In 2009, a pair of Maryland lawmakers introduced the Chesapeake Clean Water Ecosystem Recovery Act, which would funnel some $2.25 billion over six years into cleaning up the estuary. The bill languished for months, taking a backseat to debates over health care and the war in Afghanistan, until the spring of 2010, when BP’s Gulf of Mexico oil spill generated wide interest in environmental cleanup programs. The new bill would fund the EPA’s efforts to cut the amount of nitrogen entering the bay by 30 percent by 2025; states that do not meet their goals could lose millions of dollars in Clean Water Act grants, which, in Virginia alone, for example, amount to some $24 million.

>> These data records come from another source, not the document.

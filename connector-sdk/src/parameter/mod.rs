//! Parameter declarations of connectors and middlewares.
//!
//! A [`Parameter`] documents one configuration key. Destinations declare their parameters, and
//! every middleware wrapping a destination merges its own into the declaration with
//! [`merge_parameters`].

mod base;
mod merge;
mod validate;

pub use base::{Parameter, ParameterType, Parameters, Validation};
pub use merge::merge_parameters;
pub use validate::validate_config;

But concerns over state and federal debts have undermined the bill, and agricultural and builders’ associations have pushed back. The American Farm Bureau, in particular, has opposed it, saying that provisions of the bill requiring farmers to fence off cattle, cover manure pits, and install vegetation that slows storm-water runoff would be too expensive for its members.
Dick Brame, a CCA fisheries scientist, described the Chesapeake’s ecosystem as “a patient that is dying of arterial bleeding, but he also has cancer. The arterial bleeding in this case is overexploitation of species. The cancer underneath is the continuing decline of water quality. If you can’t stop the bleeding, the cancer doesn’t matter. But if you do, you still have to deal with the cancer.”